A relação do brasileiro com sua nacionalidade: os efeitos do complexo de vira-latas.

Enviada em 04/12/2020

Durante a primeira década do século XXI, o Brasil atingiu o posto de 6° economia do mundo, ascendendo como uma das maiores potências emergentes do planeta. Contudo, apesar desse feito, persiste ainda no país a sombra da inferioridade, enraizada no passado e resultado de maus frutos à nação.

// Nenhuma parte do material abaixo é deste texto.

//! FFI exports for the mobile host (iOS/Android).
//!
//! One global tracker behind a mutex; the host initializes it once at app
//! startup and every call goes through [`with_tracker`]. Structured payloads
//! cross the boundary as JSON strings in both directions, which keeps the
//! exported signatures flat.

use log::info;

use crate::draft::DraftPatch;
use crate::session::{with_tracker, SessionTracker, TrackerConfig, TRACKER};
use crate::types::RawFix;

/// Initialize the global tracker with a database path and hydrate any
/// interrupted session. Call once at app startup.
#[uniffi::export]
pub fn tracker_init(db_path: String) -> bool {
    crate::init_logging();
    info!("[Tracker] initializing with db: {db_path}");

    match SessionTracker::open(&db_path, TrackerConfig::default()) {
        Ok(mut tracker) => {
            if let Err(err) = tracker.hydrate() {
                info!("[Tracker] hydration failed: {err}");
            }
            match TRACKER.lock() {
                Ok(mut guard) => {
                    *guard = Some(tracker);
                    info!("[Tracker] initialized");
                    true
                }
                Err(_) => false,
            }
        }
        Err(err) => {
            info!("[Tracker] failed to initialize: {err}");
            false
        }
    }
}

/// Check whether the global tracker is initialized.
#[uniffi::export]
pub fn tracker_is_initialized() -> bool {
    TRACKER
        .lock()
        .map(|guard| guard.is_some())
        .unwrap_or(false)
}

/// Start a fresh session. `total_duration_ms` of 0 selects stopwatch mode.
#[uniffi::export]
pub fn tracker_start_session(
    activity_type: String,
    label: String,
    gps_allowed: bool,
    total_duration_ms: i64,
) -> bool {
    with_tracker(|t| {
        match t.start_session(&activity_type, &label, gps_allowed, total_duration_ms) {
            Ok(()) => true,
            Err(err) => {
                info!("[Tracker] start_session failed: {err}");
                false
            }
        }
    })
    .unwrap_or(false)
}

#[uniffi::export]
pub fn tracker_pause() -> bool {
    with_tracker(|t| t.pause().is_ok()).unwrap_or(false)
}

#[uniffi::export]
pub fn tracker_resume() -> bool {
    with_tracker(|t| t.resume().is_ok()).unwrap_or(false)
}

/// Complete the running session, final-flushing its points.
#[uniffi::export]
pub fn tracker_stop_session() -> bool {
    with_tracker(|t| t.stop_session().is_ok()).unwrap_or(false)
}

/// Abort the session and wipe the draft.
#[uniffi::export]
pub fn tracker_discard() -> bool {
    with_tracker(|t| t.discard().is_ok()).unwrap_or(false)
}

/// Elapsed session time in milliseconds.
#[uniffi::export]
pub fn tracker_elapsed_ms() -> i64 {
    with_tracker(|t| t.elapsed()).unwrap_or(0)
}

/// Current run state: "idle", "running", "paused" or "completed".
#[uniffi::export]
pub fn tracker_state() -> String {
    use crate::clock::RunState;
    let state = with_tracker(|t| t.state()).unwrap_or(RunState::Idle);
    match state {
        RunState::Idle => "idle",
        RunState::Running => "running",
        RunState::Paused => "paused",
        RunState::Completed => "completed",
    }
    .to_string()
}

/// Edge-triggered countdown alarm poll; true at most once per session.
#[uniffi::export]
pub fn tracker_poll_alarm() -> bool {
    with_tracker(|t| t.poll_alarm()).unwrap_or(false)
}

/// Submit a batch of raw fixes from the OS scheduler, as a JSON array.
/// Returns the number of fixes forwarded; malformed payloads are dropped.
#[uniffi::export]
pub fn tracker_submit_locations(batch_json: String) -> u32 {
    let fixes: Vec<RawFix> = match serde_json::from_str(&batch_json) {
        Ok(fixes) => fixes,
        Err(err) => {
            info!("[Tracker] dropping malformed location batch: {err}");
            return 0;
        }
    };
    let count = fixes.len() as u32;
    match with_tracker(|t| t.submit_fixes(&fixes)) {
        Some(()) => count,
        None => 0,
    }
}

/// The renderable route as a JSON document: GeoJSON MultiLineString
/// geometry, start/end markers and a padded bounding box.
#[uniffi::export]
pub fn tracker_route_json() -> String {
    with_tracker(|t| {
        t.route()
            .ok()
            .and_then(|view| serde_json::to_string(&view).ok())
    })
    .flatten()
    .unwrap_or_else(|| "{}".to_string())
}

/// Summary stats over the committed track, as JSON.
#[uniffi::export]
pub fn tracker_stats_json() -> String {
    with_tracker(|t| {
        t.stats()
            .ok()
            .and_then(|stats| serde_json::to_string(&stats).ok())
    })
    .flatten()
    .unwrap_or_else(|| "{}".to_string())
}

/// The current draft, as JSON.
#[uniffi::export]
pub fn tracker_draft_json() -> String {
    with_tracker(|t| {
        t.current_draft()
            .ok()
            .and_then(|draft| serde_json::to_string(&draft).ok())
    })
    .flatten()
    .unwrap_or_else(|| "{}".to_string())
}

/// Merge a partial draft update, as JSON. Missing fields are untouched.
#[uniffi::export]
pub fn tracker_update_draft(patch_json: String) -> bool {
    let patch: DraftPatch = match serde_json::from_str(&patch_json) {
        Ok(patch) => patch,
        Err(err) => {
            info!("[Tracker] dropping malformed draft patch: {err}");
            return false;
        }
    };
    with_tracker(|t| t.update_draft(&patch).is_ok()).unwrap_or(false)
}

Em primeira análise, é importante frisar a correlação da história nacional à posição de dominado e inferior. Através do pacto colonial, instaurado no Brasil pelo império português, o país teve seu status de dependência com a metrópole oficializado, fundamentando aspectos de subalternidade nas entranhas do inconsciente popular. Nesse contexto, apesar de sua posterior independência, o país continuou, por muitos séculos, como colônia.

Ademais, é notório que por meio do “viralatismo” o país se enfraquece, entregando riquezas nacionais e corroborando com a manutenção de diversos sistemas de opressão. Segundo o geógrafo Estáquio Sene, o sentimento de inferioridade destaca-se como um dos principais motivos para a “fuga de cérebros”, fenômeno sociológico de saída da mão de obra qualificada em busca de melhores condições de vida no exterior. Assim, o país perde diretamente com a continuidade dessa problemática e urge uma solução para tal.

Desse modo, faz-se necessário que o Governo Federal invista massivamente contratações e consórcios com universidades públicas objetivando financiar pesquisas, obras de infraestrutura e projetos culturais idealizados por alunos e formandos. Dessa forma, ocorrerá a valorização da mão de obra nacional e a movimentação da economia, gerando retorno aos diversos setores do corpo social. Feito isso, o Brasil poderá orgulhar-se tal qual na primeira década do século.